Now that's interesting. Both models seem to have systematic divergences (data on that below) but you can see the bias in the centered model whereas the uncentered model is still biased but less obviously so. Consider the table below.

model, adapt_delta, div rate, convergence (.9<Rhat<1.1)
n      .80          12.83%    Y
n      .90          05.30%    Y
n      .95          00.35%    Y
c      .80          00.75%    N
c      .90          01.03%    Y
c      .95          00.83%    N

I don't really have a conclusion for this yet except that we should maybe investigate this further, especially if we are using these in an ensemble. Could you try reproducing these results?

[marcdotson]

Thanks for reopening this, @dgmiller. I haven't gone back to simulations, but I thought I would share some interested results in comparing parameterizations from another study using real-live data!

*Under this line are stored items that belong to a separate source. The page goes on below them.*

//! # Quoteflow Warehouse
//!
//! DuckDB-backed quote store for quoteflow.
//!
//! ## Overview
//!
//! The warehouse persists normalized intraday quotes into the `stock_prices`
//! table. The only write path is a single parameterized
//! `INSERT ... ON CONFLICT (symbol, api_timestamp) DO UPDATE` statement run in
//! its own transaction, so re-delivering a quote (a retried run, or two runs
//! overlapping) converges on one row per natural key instead of duplicating it.
//!
//! ## Quick Start
//!
//! ```rust,no_run
//! use quoteflow_warehouse::{Warehouse, WarehouseConfig};
//!
//! fn main() -> Result<(), Box<dyn std::error::Error>> {
//!     let warehouse = Warehouse::open(WarehouseConfig::new("data/stocks_db.duckdb"))?;
//!     warehouse.ensure_schema()?;
//!     println!("AAPL rows: {}", warehouse.count_quotes("AAPL")?);
//!     Ok(())
//! }
//! ```
//!
//! ## Tables
//!
//! | Table | Description |
//! |-------|-------------|
//! | `stock_prices` | One row per `(symbol, api_timestamp)` |
//! | `schema_migrations` | Applied bootstrap migrations |

pub mod duckdb;
mod error;
pub mod migrations;
mod models;

use std::fs;
use std::path::{Path, PathBuf};
use std::thread;
use std::time::{Duration, Instant};

use ::duckdb::{Connection, OptionalExt, ToSql};
use time::{OffsetDateTime, PrimitiveDateTime};
use tracing::debug;

pub use duckdb::ScopedConnection;
pub use error::WarehouseError;
pub use models::{QuoteRecord, StoredQuote, SQL_TIMESTAMP};

use models::SQL_TIMESTAMP_MICROS;

const DEFAULT_DB_PATH: &str = "data/stocks_db.duckdb";
const DEFAULT_LOCK_WAIT_MS: u64 = 10_000;
const LOCK_BACKOFF_START: Duration = Duration::from_millis(10);
const LOCK_BACKOFF_MAX: Duration = Duration::from_millis(250);

const UPSERT_QUOTE_SQL: &str = "\
INSERT INTO stock_prices \
 (symbol, price, open_price, high_price, low_price, close_price, volume, api_timestamp, source, raw_payload, fetched_at) \
 VALUES (?, ?, ?, ?, ?, ?, ?, CAST(? AS TIMESTAMP), ?, ?, CAST(? AS TIMESTAMP)) \
ON CONFLICT (symbol, api_timestamp) DO UPDATE SET \
 price = EXCLUDED.price, \
 open_price = EXCLUDED.open_price, \
 high_price = EXCLUDED.high_price, \
 low_price = EXCLUDED.low_price, \
 close_price = EXCLUDED.close_price, \
 volume = EXCLUDED.volume, \
 source = EXCLUDED.source, \
 raw_payload = EXCLUDED.raw_payload, \
 fetched_at = EXCLUDED.fetched_at";

const LOAD_QUOTE_SQL: &str = "\
SELECT symbol, CAST(price AS DOUBLE), CAST(open_price AS DOUBLE), CAST(high_price AS DOUBLE), \
 CAST(low_price AS DOUBLE), CAST(close_price AS DOUBLE), volume, \
 strftime(api_timestamp, '%Y-%m-%d %H:%M:%S'), source, raw_payload, epoch_us(fetched_at) \
FROM stock_prices \
WHERE symbol = ? AND api_timestamp = CAST(? AS TIMESTAMP)";

/// Configuration for the warehouse database.
#[derive(Debug, Clone, PartialEq, Eq)]
pub struct WarehouseConfig {
    /// Path to the `DuckDB` database file.
    pub db_path: PathBuf,
    /// How long a call waits for another process to release the database file.
    pub lock_wait_ms: u64,
}

impl WarehouseConfig {
    pub fn new(db_path: impl Into<PathBuf>) -> Self {
        Self {
            db_path: db_path.into(),
            lock_wait_ms: DEFAULT_LOCK_WAIT_MS,
        }
    }

    pub fn with_lock_wait_ms(mut self, lock_wait_ms: u64) -> Self {
        self.lock_wait_ms = lock_wait_ms;
        self
    }
}

impl Default for WarehouseConfig {
    fn default() -> Self {
        Self::new(DEFAULT_DB_PATH)
    }
}

/// The quote store. Holds no open connection between calls.
#[derive(Debug, Clone)]
pub struct Warehouse {
    config: WarehouseConfig,
}

impl Warehouse {
    /// Prepare a warehouse for the configured database file.
    ///
    /// Creates the parent directory; the database file itself is created by the
    /// first connection. The schema is not touched, see [`Warehouse::ensure_schema`].
    pub fn open(config: WarehouseConfig) -> Result<Self, WarehouseError> {
        if let Some(parent) = config.db_path.parent() {
            if !parent.as_os_str().is_empty() {
                fs::create_dir_all(parent)?;
            }
        }

        Ok(Self { config })
    }

    /// Get the path to the database file.
    pub fn db_path(&self) -> &Path {
        self.config.db_path.as_path()
    }

    /// Apply the bootstrap migrations that create `stock_prices`.
    pub fn ensure_schema(&self) -> Result<(), WarehouseError> {
        let connection = self.connect()?;
        migrations::apply_migrations(&connection)?;
        Ok(())
    }

    /// Insert a quote, or overwrite the row that already holds its natural key.
    ///
    /// On conflict every value column (`price` through `raw_payload`) is replaced
    /// and `fetched_at` is refreshed; `symbol` and `api_timestamp` are left as is.
    /// Applying the same record repeatedly leaves one row that differs only in
    /// `fetched_at`.
    ///
    /// # Security
    /// All record values are passed as statement parameters.
    pub fn upsert_quote(&self, record: &QuoteRecord) -> Result<(), WarehouseError> {
        let api_timestamp = record.api_timestamp.format(SQL_TIMESTAMP)?;
        let raw_payload = serde_json::to_string(&record.raw_payload)?;
        let fetched_at = OffsetDateTime::now_utc().format(SQL_TIMESTAMP_MICROS)?;

        let connection = self.connect()?;
        connection.execute_batch("BEGIN TRANSACTION")?;
        let result = (|| -> Result<usize, WarehouseError> {
            let params: [&dyn ToSql; 11] = [
                &record.symbol,
                &record.price,
                &record.open_price,
                &record.high_price,
                &record.low_price,
                &record.close_price,
                &record.volume,
                &api_timestamp,
                &record.source,
                &raw_payload,
                &fetched_at,
            ];
            Ok(connection.execute(UPSERT_QUOTE_SQL, params.as_slice())?)
        })();

        let changed = finalize_transaction(&connection, result)?;
        debug!(
            symbol = %record.symbol,
            api_timestamp = %api_timestamp,
            changed,
            "quote upserted"
        );
        Ok(())
    }

    /// Load the stored row for a natural key, if any.
    pub fn load_quote(
        &self,
        symbol: &str,
        api_timestamp: PrimitiveDateTime,
    ) -> Result<Option<StoredQuote>, WarehouseError> {
        let api_timestamp = api_timestamp.format(SQL_TIMESTAMP)?;
        let connection = self.connect()?;
        let params: [&dyn ToSql; 2] = [&symbol, &api_timestamp];

        let row = connection
            .query_row(LOAD_QUOTE_SQL, params.as_slice(), |row| {
                Ok(StoredRow {
                    symbol: row.get(0)?,
                    price: row.get(1)?,
                    open_price: row.get(2)?,
                    high_price: row.get(3)?,
                    low_price: row.get(4)?,
                    close_price: row.get(5)?,
                    volume: row.get(6)?,
                    api_timestamp: row.get(7)?,
                    source: row.get(8)?,
                    raw_payload: row.get(9)?,
                    fetched_at_us: row.get(10)?,
                })
            })
            .optional()?;

        row.map(StoredRow::into_stored_quote).transpose()
    }

    /// Number of stored rows for a symbol across all quote timestamps.
    pub fn count_quotes(&self, symbol: &str) -> Result<u64, WarehouseError> {
        let connection = self.connect()?;
        let count: i64 = connection.query_row(
            "SELECT COUNT(*) FROM stock_prices WHERE symbol = ?",
            [symbol],
            |row| row.get(0),
        )?;
        u64::try_from(count).map_err(|_| WarehouseError::InvalidData(format!("negative count {count}")))
    }

    /// Open a connection, waiting while another process holds the database file.
    ///
    /// `DuckDB` admits a single read-write process per file. An overlapping writer
    /// backs off and retries the open until `lock_wait_ms` has passed, so its
    /// upsert lands after the other write instead of being dropped.
    fn connect(&self) -> Result<ScopedConnection, WarehouseError> {
        let started = Instant::now();
        let limit = Duration::from_millis(self.config.lock_wait_ms);
        let mut backoff = LOCK_BACKOFF_START;

        loop {
            let source = match ScopedConnection::open(self.db_path()) {
                Ok(connection) => return Ok(connection),
                Err(error) if duckdb::is_lock_conflict(&error) => error,
                Err(error) => return Err(error.into()),
            };

            let waited = started.elapsed();
            if waited >= limit {
                return Err(WarehouseError::Locked {
                    waited_ms: u64::try_from(waited.as_millis()).unwrap_or(u64::MAX),
                    source,
                });
            }

            debug!(
                path = %self.db_path().display(),
                ?backoff,
                "database file is locked by another process, waiting"
            );
            thread::sleep(backoff.min(limit - waited));
            backoff = (backoff * 2).min(LOCK_BACKOFF_MAX);
        }
    }
}

/// Raw column values of a `stock_prices` row before conversion.
struct StoredRow {
    symbol: String,
    price: f64,
    open_price: f64,
    high_price: f64,
    low_price: f64,
    close_price: f64,
    volume: u64,
    api_timestamp: String,
    source: String,
    raw_payload: String,
    fetched_at_us: i64,
}

impl StoredRow {
    fn into_stored_quote(self) -> Result<StoredQuote, WarehouseError> {
        let api_timestamp = PrimitiveDateTime::parse(&self.api_timestamp, SQL_TIMESTAMP)
            .map_err(|error| {
                WarehouseError::InvalidData(format!(
                    "api_timestamp '{}' is unreadable: {error}",
                    self.api_timestamp
                ))
            })?;
        let fetched_at =
            OffsetDateTime::from_unix_timestamp_nanos(i128::from(self.fetched_at_us) * 1_000)
                .map_err(|error| {
                    WarehouseError::InvalidData(format!("fetched_at is out of range: {error}"))
                })?;

        Ok(StoredQuote {
            record: QuoteRecord {
                symbol: self.symbol,
                price: self.price,
                open_price: self.open_price,
                high_price: self.high_price,
                low_price: self.low_price,
                close_price: self.close_price,
                volume: self.volume,
                api_timestamp,
                source: self.source,
                raw_payload: serde_json::from_str(&self.raw_payload)?,
            },
            fetched_at,
        })
    }
}

/// Finalize a transaction, committing on success or rolling back on failure.
fn finalize_transaction<T>(
    connection: &Connection,
    result: Result<T, WarehouseError>,
) -> Result<T, WarehouseError> {
    match result {
        Ok(value) => {
            connection.execute_batch("COMMIT")?;
            Ok(value)
        }
        Err(error) => {
            let _ = connection.execute_batch("ROLLBACK");
            Err(error)
        }
    }
}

The object of interest in this study are the estimates of the upper-level coefficient matrix. I've run it for centered, non-centered, and "conjugate" (a random-walk Metropolis Hastings MCMC using a conjugate inverse Wishart prior).

First the marginal posteriors for the upper-level:

NON-CENTERED

CENTERED

CONJUGATE

As in simulation, they're all the same, so nothing really interesting there.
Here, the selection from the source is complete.